Tonal Refraction

Early Participants
Amateur:
Focal Dystonia

This individual, an internationally prominent cultural figure, is an amateur guitarist with multiple personality disorder. He states unequivocally that music is what holds him together and is distressed that focal dystonia has limited his playing to three fingers of his left hand.
Step One:
This is his full-page image of a tone that would exist without effort: 18” x 24.”
Step Two:
Starting this way recalled other meditative practices he uses; it was fun. The tricky part came in relating that energy to “actual” tone in printed music. This, though literally agonizing for him, came as no surprise to me, as I had had recurrent childhood nightmares about specific notes.
The loneliness of this transition needs to be affirmed as something shared with others, whether or not still living. I have come to believe that this is what we experience in the works of the masters. It is very much at the core of Tonal Refraction.
Step Three:
He struggled with the notion that the scale has 7 tones. “Going up;” he said, “would require placing the 6th tone lower than the 5th, in fact, below the tonic.” This called to mind two masterworks (cf. note above).


Professional:
Synæsthesia

A cellist, Juilliard DMA, is unable to play long, sweeping phrases she craves. She experiences painful tightness in the neck and shoulders while playing, even while listening to others.
Steps One, Two, Three:
She showed her innate sense of color/pitch relatedness, describing the colors as “Expressionist:” i.e., bold, mutually exclusive. Despite protesting that she would be unable to do so, she visualized an Alberti bass on the grid using an alternative palette. When she played a Beethoven sonata for friends first with her colors in mind, then with the alternative palette, her audience reported notably freer flow with the alternative palette.

Amateur:
Stroke

This image was produced during the only meeting with an accomplished amateur pianist who, as a result of a stroke, has severe ulnar nerve damage in her right arm and can no longer play.
I had suggested she bring a score that she loved, so we began with the score, usually Step Three. She chose blue for the tonic, red for the dominant—her choices. It took twenty-five minutes to produce this image of the first phrase. As this exhausted her, I made an exception to the usual practice and had her sit at the piano. She played through the entire piece without hesitation. “I have no idea how I did that; I don’t remember how!”

Professional:
Inconsistent Rhythm
A gifted cellist/composer was subject to ridicule because of his inability to count and play at the same time, a problem common to young people with acutely pitch-sensitive hearing.

Step One:
Drawing this ideal tone took thirty minutes (original: 22” x 3”).
Drawing the open G, his favorite cello note, took another thirty minutes (original: 22” x 3”).

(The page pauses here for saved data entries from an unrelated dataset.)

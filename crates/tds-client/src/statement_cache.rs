//! Prepared statement caching with LRU eviction.
//!
//! This module provides automatic caching of prepared statements to improve performance
//! for repeated query execution. The cache uses an LRU (Least Recently Used) eviction
//! policy to manage memory and server-side resources.
//!
//! ## Lifecycle
//!
//! 1. First execution of a parameterized query calls `sp_prepare`, returning a handle
//! 2. The handle is cached by SQL hash; subsequent executions use `sp_execute`
//! 3. When the cache is full, LRU eviction calls `sp_unprepare` for evicted handles
//! 4. Pool reset (`sp_reset_connection`) invalidates all handles, clearing the cache
//! 5. Connection close implicitly releases all server-side handles

use std::collections::hash_map::DefaultHasher;
use std::hash::{Hash, Hasher};
use std::num::NonZeroUsize;
use std::time::Instant;

use lru::LruCache;

/// Default maximum number of prepared statements to cache per connection.
pub const DEFAULT_MAX_STATEMENTS: usize = 256;

/// A cached prepared statement.
///
/// Contains the server-assigned handle and metadata needed for execution.
#[derive(Debug, Clone)]
pub struct PreparedStatement {
    /// Server-assigned handle for this prepared statement.
    handle: i32,
    /// Hash of the SQL text for cache lookup.
    sql_hash: u64,
    /// The original SQL text (for debugging and logging).
    sql: String,
    /// Timestamp when this statement was prepared.
    created_at: Instant,
}

impl PreparedStatement {
    /// Create a new prepared statement.
    pub fn new(handle: i32, sql: String) -> Self {
        Self {
            handle,
            sql_hash: hash_sql(&sql),
            sql,
            created_at: Instant::now(),
        }
    }

    /// Get the server-assigned handle.
    #[must_use]
    pub fn handle(&self) -> i32 {
        self.handle
    }

    /// Get the SQL hash.
    #[must_use]
    pub fn sql_hash(&self) -> u64 {
        self.sql_hash
    }

    /// Get the SQL text.
    #[must_use]
    pub fn sql(&self) -> &str {
        &self.sql
    }

    /// Get the creation timestamp.
    #[must_use]
    pub fn created_at(&self) -> Instant {
        self.created_at
    }

    /// Get the age of this statement.
    #[must_use]
    pub fn age(&self) -> std::time::Duration {
        self.created_at.elapsed()
    }
}

/// LRU cache for prepared statements.
///
/// This cache automatically evicts the least recently used statements when
/// the maximum capacity is reached. Evicted statements should have their
/// server-side handles released via `sp_unprepare`.
pub struct StatementCache {
    /// LRU cache of prepared statements keyed by SQL hash.
    cache: LruCache<u64, PreparedStatement>,
    /// Maximum number of cached statements.
    max_size: usize,
    /// Total number of cache hits (for metrics).
    hits: u64,
    /// Total number of cache misses (for metrics).
    misses: u64,
}

impl StatementCache {
    /// Create a new statement cache with the specified maximum size.
    ///
    /// # Panics
    ///
    /// Panics if `max_size` is 0.
    #[must_use]
    pub fn new(max_size: usize) -> Self {
        assert!(max_size > 0, "max_size must be greater than 0");
        Self {
            cache: LruCache::new(NonZeroUsize::new(max_size).expect("max_size > 0")),
            max_size,
            hits: 0,
            misses: 0,
        }
    }

    /// Create a new statement cache with the default maximum size.
    #[must_use]
    pub fn with_default_size() -> Self {
        Self::new(DEFAULT_MAX_STATEMENTS)
    }

    /// Look up a prepared statement by SQL text.
    ///
    /// Returns `Some(handle)` if the statement is cached, `None` otherwise.
    /// This updates the LRU order.
    pub fn get(&mut self, sql: &str) -> Option<i32> {
        let hash = hash_sql(sql);
        if let Some(stmt) = self.cache.get(&hash) {
            self.hits += 1;
            tracing::trace!(sql = sql, handle = stmt.handle, "statement cache hit");
            Some(stmt.handle)
        } else {
            self.misses += 1;
            tracing::trace!(sql = sql, "statement cache miss");
            None
        }
    }

    /// Peek at a prepared statement without updating LRU order.
    pub fn peek(&self, sql: &str) -> Option<&PreparedStatement> {
        let hash = hash_sql(sql);
        self.cache.peek(&hash)
    }

    /// Insert a prepared statement into the cache.
    ///
    /// Returns the evicted statement if one was removed due to capacity.
    pub fn insert(&mut self, stmt: PreparedStatement) -> Option<PreparedStatement> {
        let hash = stmt.sql_hash;
        tracing::debug!(
            sql = stmt.sql(),
            handle = stmt.handle,
            "caching prepared statement"
        );

        // Check if we need to evict
        let evicted = if self.cache.len() >= self.max_size {
            // Pop least recently used
            self.cache.pop_lru().map(|(_, stmt)| stmt)
        } else {
            None
        };

        self.cache.put(hash, stmt);
        evicted
    }

    /// Remove a prepared statement from the cache.
    ///
    /// Returns the removed statement if it was present.
    pub fn remove(&mut self, sql: &str) -> Option<PreparedStatement> {
        let hash = hash_sql(sql);
        self.cache.pop(&hash)
    }

    /// Clear all cached statements.
    ///
    /// Returns an iterator over all removed statements.
    /// The caller should call `sp_unprepare` for each returned statement.
    pub fn clear(&mut self) -> impl Iterator<Item = PreparedStatement> + '_ {
        let mut statements = Vec::with_capacity(self.cache.len());
        while let Some((_, stmt)) = self.cache.pop_lru() {
            statements.push(stmt);
        }
        tracing::debug!(count = statements.len(), "cleared statement cache");
        statements.into_iter()
    }

    /// Get the number of cached statements.
    #[must_use]
    pub fn len(&self) -> usize {
        self.cache.len()
    }

    /// Check if the cache is empty.
    #[must_use]
    pub fn is_empty(&self) -> bool {
        self.cache.is_empty()
    }

    /// Get the maximum cache size.
    #[must_use]
    pub fn max_size(&self) -> usize {
        self.max_size
    }

    /// Get the number of cache hits.
    #[must_use]
    pub fn hits(&self) -> u64 {
        self.hits
    }

    /// Get the number of cache misses.
    #[must_use]
    pub fn misses(&self) -> u64 {
        self.misses
    }

    /// Get the cache hit ratio (0.0 to 1.0).
    #[must_use]
    pub fn hit_ratio(&self) -> f64 {
        let total = self.hits + self.misses;
        if total == 0 {
            0.0
        } else {
            self.hits as f64 / total as f64
        }
    }

    /// Reset cache statistics.
    pub fn reset_stats(&mut self) {
        self.hits = 0;
        self.misses = 0;
    }
}

impl Default for StatementCache {
    fn default() -> Self {
        Self::with_default_size()
    }
}

impl std::fmt::Debug for StatementCache {
    fn fmt(&self, f: &mut std::fmt::Formatter<'_>) -> std::fmt::Result {
        f.debug_struct("StatementCache")
            .field("len", &self.cache.len())
            .field("max_size", &self.max_size)
            .field("hits", &self.hits)
            .field("misses", &self.misses)
            .finish()
    }
}

/// Hash SQL text for cache lookup.
///
/// Uses a stable hash algorithm to ensure consistent lookups.
#[must_use]
pub fn hash_sql(sql: &str) -> u64 {
    let mut hasher = DefaultHasher::new();
    sql.hash(&mut hasher);
    hasher.finish()
}

/// Configuration for statement caching.
#[derive(Debug, Clone)]
pub struct StatementCacheConfig {
    /// Whether statement caching is enabled.
    pub enabled: bool,
    /// Maximum number of statements to cache.
    pub max_size: usize,
}

impl Default for StatementCacheConfig {
    fn default() -> Self {
        Self {
            enabled: true,
            max_size: DEFAULT_MAX_STATEMENTS,
        }
    }
}

impl StatementCacheConfig {
    /// Create a new configuration with caching disabled.
    #[must_use]
    pub fn disabled() -> Self {
        Self {
            enabled: false,
            max_size: 0,
        }
    }

    /// Create a new configuration with a custom max size.
    #[must_use]
    pub fn with_max_size(max_size: usize) -> Self {
        Self {
            enabled: true,
            max_size,
        }
    }
}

lmmediately he perceived the problem: To respect the difference between that immeasurable auditory vitality and the visual experience of a single square on the grid.

Step Three: Part of a cello piece, in which he develops his own imagery to show pitch relationships.Three months later he reported, “My teacher doesn’t yell at me anymore.”

Child:
Difficulty Reading Music

Steps Two/ Three:
He was trying to read Bartok’s Mikrokosmos I, No. 3.
For this image he chose reds and pinks, revealing his sense of the white keys as closely related. From an early age he showed the quick auditory intelligence of a gifted improviser, but was never a fluent reader. He quickly grasped the sense of fitting the melody into 1 - 3 - 5 spacing on the grid, and enjoyed slanting the pencil strokes. At the end of m6 he reached excitedly for a blue pencil, drew in the waves of the “lake” suggested by the image, with a waterfall released at E, the lowest note so far.
Continuing to the final D (his favorite note), he exclaimed: “That’s where the water really flows!” He corrected the waterfall, added a flying fish and other creatures.

Tonal Refraction and Neuroscience
Tonal Refraction visualizes the pre-conscious moment during which memories and anticipations collide to produce the musical response. The emphasis of this study is to validate subjective responses to the highly variable perception of tone and tone relatedness. Neuroscientists observing Tonal Refraction remark on its parallels to scientific studies of pre-conscious responses currently underway. Some have identified parallels with experimental treatments for PTSD.
The terms and purpose of this study, the product of an artist/scholar’s insights, may indeed, be parallel to, even ahead of, scientific inquiry. It would not be the first time.